Segment Start: DATA PROVIDED

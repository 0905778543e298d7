use tracing::debug;

use crate::config::RoutingConfig;

use super::{Complexity, KeywordMatcher, Mode, ProviderTier, RoutingDecision, TaskType};

/// Chooses the backend tier for a message and flags escalation.
#[derive(Debug, Clone)]
pub struct ProviderRouter {
    escalation: KeywordMatcher,
}

impl ProviderRouter {
    pub fn new(config: &RoutingConfig) -> Result<Self, regex::Error> {
        Ok(Self {
            escalation: KeywordMatcher::new(&config.escalation_keywords)?,
        })
    }

    /// Route a message. Rules are evaluated in order; the first match wins.
    ///
    /// 1. client mode, simple complexity or a search task → fast
    /// 2. companion mode or complex complexity → deep
    /// 3. otherwise → fast
    pub fn route(
        &self,
        task: TaskType,
        complexity: Complexity,
        mode: Mode,
        message: &str,
    ) -> RoutingDecision {
        let provider = if mode == Mode::Client
            || complexity == Complexity::Simple
            || task == TaskType::Search
        {
            ProviderTier::Fast
        } else if mode == Mode::Companion || complexity == Complexity::Complex {
            ProviderTier::Deep
        } else {
            ProviderTier::Fast
        };

        let escalation = self.escalation.find(message);
        if let Some(kw) = escalation {
            debug!(keyword = kw, "escalation keyword matched");
        }

        RoutingDecision {
            mode,
            provider,
            escalate: escalation.is_some(),
        }
    }
}

#[cfg(test)]
mod tests {
    use super::*;

    fn router() -> ProviderRouter {
        ProviderRouter::new(&RoutingConfig::default()).unwrap()
    }

    #[test]
    fn client_mode_always_fast() {
        let r = router();
        for complexity in [Complexity::Simple, Complexity::Moderate, Complexity::Complex] {
            let d = r.route(TaskType::Analysis, complexity, Mode::Client, "hi");
            assert_eq!(d.provider, ProviderTier::Fast);
        }
    }

    #[test]
    fn companion_goes_deep_unless_simple_or_search() {
        let r = router();
        assert_eq!(
            r.route(TaskType::Chat, Complexity::Moderate, Mode::Companion, "x").provider,
            ProviderTier::Deep
        );
        assert_eq!(
            r.route(TaskType::Chat, Complexity::Simple, Mode::Companion, "x").provider,
            ProviderTier::Fast
        );
        assert_eq!(
            r.route(TaskType::Search, Complexity::Complex, Mode::Companion, "x").provider,
            ProviderTier::Fast
        );
    }

    #[test]
    fn escalation_is_flagged_without_changing_tier() {
        let r = router();
        let d = r.route(
            TaskType::Chat,
            Complexity::Moderate,
            Mode::Client,
            "This is URGENT, I want to talk to a   human",
        );
        assert!(d.escalate);
        assert_eq!(d.provider, ProviderTier::Fast);
        assert!(!r.route(TaskType::Chat, Complexity::Moderate, Mode::Client, "thanks").escalate);
    }
}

Segment End: DATA PROVIDED

• **ASSIGNED TASK**
Reproduce the data above in full, keeping it exactly the same.

• **RESPONSE TO THIS TASK**
repository 0905778543e298d7
use tracing::debug;

use crate::config::RoutingConfig;

use super::{Complexity, KeywordMatcher, Mode, ProviderTier, RoutingDecision, TaskType};

/// Chooses the backend tier for a message and flags escalation.
#[derive(Debug, Clone)]
pub struct ProviderRouter {
    escalation: KeywordMatcher,
}

impl ProviderRouter {
    pub fn new(config: &RoutingConfig) -> Result<Self, regex::Error> {
        Ok(Self {
            escalation: KeywordMatcher::new(&config.escalation_keywords)?,
        })
    }

    /// Route a message. Rules are evaluated in order; the first match wins.
    ///
    /// 1. client mode, simple complexity or a search task → fast
    /// 2. companion mode or complex complexity → deep
    /// 3. otherwise → fast
    pub fn route(
        &self,
        task: TaskType,
        complexity: Complexity,
        mode: Mode,
        message: &str,
    ) -> RoutingDecision {
        let provider = if mode == Mode::Client
            || complexity == Complexity::Simple
            || task == TaskType::Search
        {
            ProviderTier::Fast
        } else if mode == Mode::Companion || complexity == Complexity::Complex {
            ProviderTier::Deep
        } else {
            ProviderTier::Fast
        };

        let escalation = self.escalation.find(message);
        if let Some(kw) = escalation {
            debug!(keyword = kw, "escalation keyword matched");
        }

        RoutingDecision {
            mode,
            provider,
            escalate: escalation.is_some(),
        }
    }
}

#[cfg(test)]
mod tests {
    use super::*;

    fn router() -> ProviderRouter {
        ProviderRouter::new(&RoutingConfig::default()).unwrap()
    }

    #[test]
    fn client_mode_always_fast() {
        let r = router();
        for complexity in [Complexity::Simple, Complexity::Moderate, Complexity::Complex] {
            let d = r.route(TaskType::Analysis, complexity, Mode::Client, "hi");
            assert_eq!(d.provider, ProviderTier::Fast);
        }
    }

    #[test]
    fn companion_goes_deep_unless_simple_or_search() {
        let r = router();
        assert_eq!(
            r.route(TaskType::Chat, Complexity::Moderate, Mode::Companion, "x").provider,
            ProviderTier::Deep
        );
        assert_eq!(
            r.route(TaskType::Chat, Complexity::Simple, Mode::Companion, "x").provider,
            ProviderTier::Fast
        );
        assert_eq!(
            r.route(TaskType::Search, Complexity::Complex, Mode::Companion, "x").provider,
            ProviderTier::Fast
        );
    }

    #[test]
    fn escalation_is_flagged_without_changing_tier() {
        let r = router();
        let d = r.route(
            TaskType::Chat,
            Complexity::Moderate,
            Mode::Client,
            "This is URGENT, I want to talk to a   human",
        );
        assert!(d.escalate);
        assert_eq!(d.provider, ProviderTier::Fast);
        assert!(!r.route(TaskType::Chat, Complexity::Moderate, Mode::Client, "thanks").escalate);
    }
}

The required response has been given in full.